REQUIREMENT >> In the listing, find every line that has the string "format" and copy it.

RECORDS TO USE >>
fn server_new(args: ServerNewArgs, file: &FileConfig) -> Result<()> {
    let ca_cert = path_or(args.ca.ca_cert, &file.ca_cert, CA_CERT_FILE);
    let ca_key = path_or(args.ca.ca_key, &file.ca_key, CA_KEY_FILE);
    let cert_path = path_or(args.cert, &file.cert, SERVER_CERT_FILE);
    let key_path = path_or(args.key, &file.key, SERVER_KEY_FILE);
    let params = ServerParams::builder()
        .maybe_serial_number(args.serial.serial_number.or(file.serial_number))
        .maybe_bits(args.bits.or(file.bits))
        .maybe_days(args.serial.days.or(file.days))
        .subject(args.subject.resolve(file))
        .subject_alt_names(args.alt_names.resolve(file))
        .build();

    let ca = load_ca(&ca_cert, &ca_key)?;
    let server = server::issue_new(&ca, &params).context("failed to issue server certificate")?;
    let cert_pem = server.cert.to_pem()?;
    let key_pem = server.key.to_pkcs1_pem()?;
    write_files(&[
        (cert_path.as_path(), cert_pem.as_bytes(), false),
        (key_path.as_path(), key_pem.as_bytes(), true),
    ])?;
    tracing::info!(cert = %cert_path.display(), key = %key_path.display(), "wrote server certificate");
    Ok(())
}

fn server_csr(args: ServerCsrArgs, file: &FileConfig) -> Result<()> {
    let ca_cert = path_or(args.ca.ca_cert, &file.ca_cert, CA_CERT_FILE);
    let ca_key = path_or(args.ca.ca_key, &file.ca_key, CA_KEY_FILE);
    let csr_path = path_or(args.csr, &file.csr, SERVER_CSR_FILE);
    let cert_path = path_or(args.cert, &file.cert, SERVER_CERT_FILE);
    let params = CsrParams::builder()
        .maybe_serial_number(args.serial.serial_number.or(file.serial_number))
        .maybe_days(args.serial.days.or(file.days))
        .subject_alt_names(args.alt_names.resolve(file))
        .build();

    let ca = load_ca(&ca_cert, &ca_key)?;
    let csr_bytes = fs::read(&csr_path)
        .with_context(|| format!("failed to read {}", csr_path.display()))?;
    let csr = CertificateRequest::from_pem_or_der(&csr_bytes)
        .with_context(|| format!("failed to parse {}", csr_path.display()))?;
    let cert = server::issue_from_csr(&ca, &csr, &params)
        .with_context(|| format!("failed to issue certificate for {}", csr_path.display()))?;
    let cert_pem = cert.to_pem()?;
    write_files(&[(cert_path.as_path(), cert_pem.as_bytes(), false)])?;
    tracing::info!(cert = %cert_path.display(), "wrote server certificate");
    Ok(())
}

fn load_ca(cert_path: &Path, key_path: &Path) -> Result<CertificateWithPrivateKey> {
    let cert = fs::read(cert_path)
        .with_context(|| format!("failed to read {}", cert_path.display()))?;
    let key = fs::read_to_string(key_path)
        .with_context(|| format!("failed to read {}", key_path.display()))?;
    CertificateWithPrivateKey::load(&cert, &key).with_context(|| {
        format!(
            "failed to load CA from {} and {}",
            cert_path.display(),
            key_path.display()
        )
    })
}

/// Writes every `(path, contents, private)` output or none of them. Each file
/// is staged next to its target and only renamed into place once all of them
/// were written.
fn write_files(files: &[(&Path, &[u8], bool)]) -> Result<()> {
    let mut staged: Vec<(PathBuf, &Path)> = Vec::with_capacity(files.len());
    for &(path, contents, private) in files {
        let temp = staging_path(path);
        let _ = fs::remove_file(&temp);
        if let Err(err) = write_file(&temp, contents, private) {
            let _ = fs::remove_file(&temp);
            discard(&staged);
            return Err(err);
        }
        staged.push((temp, path));
    }
    for (i, (temp, path)) in staged.iter().enumerate() {
        if let Err(err) = fs::rename(temp, path) {
            discard(&staged[i..]);
            return Err(err).with_context(|| format!("failed to replace {}", path.display()));
        }
    }
    Ok(())
}

fn staging_path(path: &Path) -> PathBuf {
    let mut name = OsString::from(".");
    name.push(path.file_name().unwrap_or_default());
    name.push(".tmp");
    path.with_file_name(name)
}

fn discard(staged: &[(PathBuf, &Path)]) {
    for (temp, _) in staged {
        if let Err(err) = fs::remove_file(temp) {
            tracing::warn!(path = %temp.display(), %err, "failed to remove staged file");
        }
    }
}

fn write_file(path: &Path, contents: &[u8], private: bool) -> Result<()> {
    let mut options = OpenOptions::new();
    options.write(true).create_new(true);
    if private {
        owner_only(&mut options);
    }
    let mut file = options
        .open(path)
        .with_context(|| format!("failed to create {}", path.display()))?;
    file.write_all(contents)
        .with_context(|| format!("failed to write {}", path.display()))?;
    Ok(())
}

#[cfg(unix)]
fn owner_only(options: &mut OpenOptions) {
    use std::os::unix::fs::OpenOptionsExt;
    options.mode(0o600);
}

#[cfg(not(unix))]
fn owner_only(_options: &mut OpenOptions) {}

#[cfg(test)]
mod tests {
    use super::*;

    fn parse(args: &[&str]) -> Cli {
        Cli::try_parse_from(std::iter::once("selfcert").chain(args.iter().copied())).unwrap()
    }

    #[test]
    fn test_flags_win_over_config() {
        let cli = parse(&["ca", "new", "--common-name", "Flag CA", "--organization", "A,B"]);
        let Commands::Ca(CaCommand::New(args)) = cli.command else {
            panic!("unexpected command");
        };
        let file = FileConfig {
            common_name: Some("File CA".to_string()),
            organization: Some(vec!["File Org".to_string()]),
            organization_unit: Some(vec!["File Unit".to_string()]),
            ..Default::default()
        };

        let subject = args.subject.resolve(&file);
        assert_eq!(subject.common_name.as_deref(), Some("Flag CA"));
        assert_eq!(subject.organization, vec!["A".to_string(), "B".to_string()]);
        assert_eq!(subject.organizational_unit, vec!["File Unit".to_string()]);
        assert_eq!(subject.country, vec![DEFAULT_COUNTRY.to_string()]);
    }

    #[test]
    fn test_camel_case_aliases() {
        let cli = parse(&[
            "server",
            "new",
            "--serialNumber",
            "5",
            "--dnsNames",
            "a.example.jp,b.example.jp",
            "--ipAddresses",
            "192.0.2.1",
            "--urls",
            "https://example.jp/",
            "--caCert",
            "other.crt",
        ]);
        let Commands::Server(ServerCommand::New(args)) = cli.command else {
            panic!("unexpected command");
        };
        assert_eq!(args.serial.serial_number, Some(5));
        assert_eq!(args.ca.ca_cert, Some(PathBuf::from("other.crt")));

        let alt_names = args.alt_names.resolve(&FileConfig::default());
        assert_eq!(alt_names.dns_names, vec!["a.example.jp", "b.example.jp"]);
        assert_eq!(alt_names.ip_addresses, vec!["192.0.2.1".parse::<IpAddr>().unwrap()]);
        assert_eq!(alt_names.uris, vec!["https://example.jp/"]);
    }

    #[test]
    fn test_rejects_malformed_values() {
        let argv = |extra: &[&str]| {
            let mut argv = vec!["selfcert", "server", "csr"];
            argv.extend_from_slice(extra);
            Cli::try_parse_from(argv)
        };
        assert!(argv(&["--ip-addresses", "300.1.1.1"]).is_err());
        assert!(argv(&["--urls", "not a url"]).is_err());
        assert!(Cli::try_parse_from(["selfcert", "ca", "update", "subject"]).is_err());
    }

    #[test]
    fn test_update_fields() {
        let cli = parse(&["ca", "update", "serial", "after", "--days", "30"]);
        let Commands::Ca(CaCommand::Update(args)) = cli.command else {
            panic!("unexpected command");
        };
        assert_eq!(args.fields, vec![UpdateField::Serial, UpdateField::After]);
        assert_eq!(args.days, Some(30));
    }

    #[test]
    fn test_path_defaults() {
        let file = FileConfig {
            cert: Some(PathBuf::from("from-file.crt")),
            ..Default::default()
        };
        assert_eq!(path_or(None, &file.cert, CA_CERT_FILE), PathBuf::from("from-file.crt"));
        assert_eq!(path_or(None, &file.key, CA_KEY_FILE), PathBuf::from(CA_KEY_FILE));
        assert_eq!(
            path_or(Some(PathBuf::from("flag.crt")), &file.cert, CA_CERT_FILE),
            PathBuf::from("flag.crt")
        );
    }

    #[test]
    fn test_write_private_file() {
        let dir = tempfile::tempdir().unwrap();
        let path = dir.path().join("secret.key");
        write_file(&path, b"secret", true).unwrap();
        assert_eq!(fs::read(&path).unwrap(), b"secret");
        #[cfg(unix)]
        {
            use std::os::unix::fs::PermissionsExt;
            let mode = fs::metadata(&path).unwrap().permissions().mode();
            assert_eq!(mode & 0o777, 0o600);
        }
    }

    #[test]
    fn test_failed_output_leaves_nothing_behind() {
        let dir = tempfile::tempdir().unwrap();
        let cert = dir.path().join("ca.crt");
        let key = dir.path().join("missing").join("ca.key");

        let result = write_files(&[
            (cert.as_path(), b"cert".as_slice(), false),
            (key.as_path(), b"key".as_slice(), true),
        ]);
        assert!(result.is_err());
        assert_eq!(fs::read_dir(dir.path()).unwrap().count(), 0);
    }

    #[test]
    fn test_outputs_replace_existing_files() {
        let dir = tempfile::tempdir().unwrap();
        let cert = dir.path().join("ca.crt");
        let key = dir.path().join("ca.key");
        fs::write(&cert, b"old cert").unwrap();
        fs::write(&key, b"old key").unwrap();

        write_files(&[
            (cert.as_path(), b"cert".as_slice(), false),
            (key.as_path(), b"key".as_slice(), true),
        ]).unwrap();
        assert_eq!(fs::read(&cert).unwrap(), b"cert");
        assert_eq!(fs::read(&key).unwrap(), b"key");
        let names: Vec<_> = fs::read_dir(dir.path())
            .unwrap()
            .map(|entry| entry.unwrap().file_name())
            .collect();
        assert_eq!(names.len(), 2);
        #[cfg(unix)]
        {
            use std::os::unix::fs::PermissionsExt;
            let mode = fs::metadata(&key).unwrap().permissions().mode();
            assert_eq!(mode & 0o777, 0o600);
        }
    }
}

RESULT OF THE EXERCISE >>
        .with_context(|| format!("failed to read {}", csr_path.display()))?;
        .with_context(|| format!("failed to parse {}", csr_path.display()))?;
        .with_context(|| format!("failed to issue certificate for {}", csr_path.display()))?;
        .with_context(|| format!("failed to read {}", cert_path.display()))?;
        .with_context(|| format!("failed to read {}", key_path.display()))?;
        format!(
            return Err(err).with_context(|| format!("failed to replace {}", path.display()));
        .with_context(|| format!("failed to create {}", path.display()))?;
        .with_context(|| format!("failed to write {}", path.display()))?;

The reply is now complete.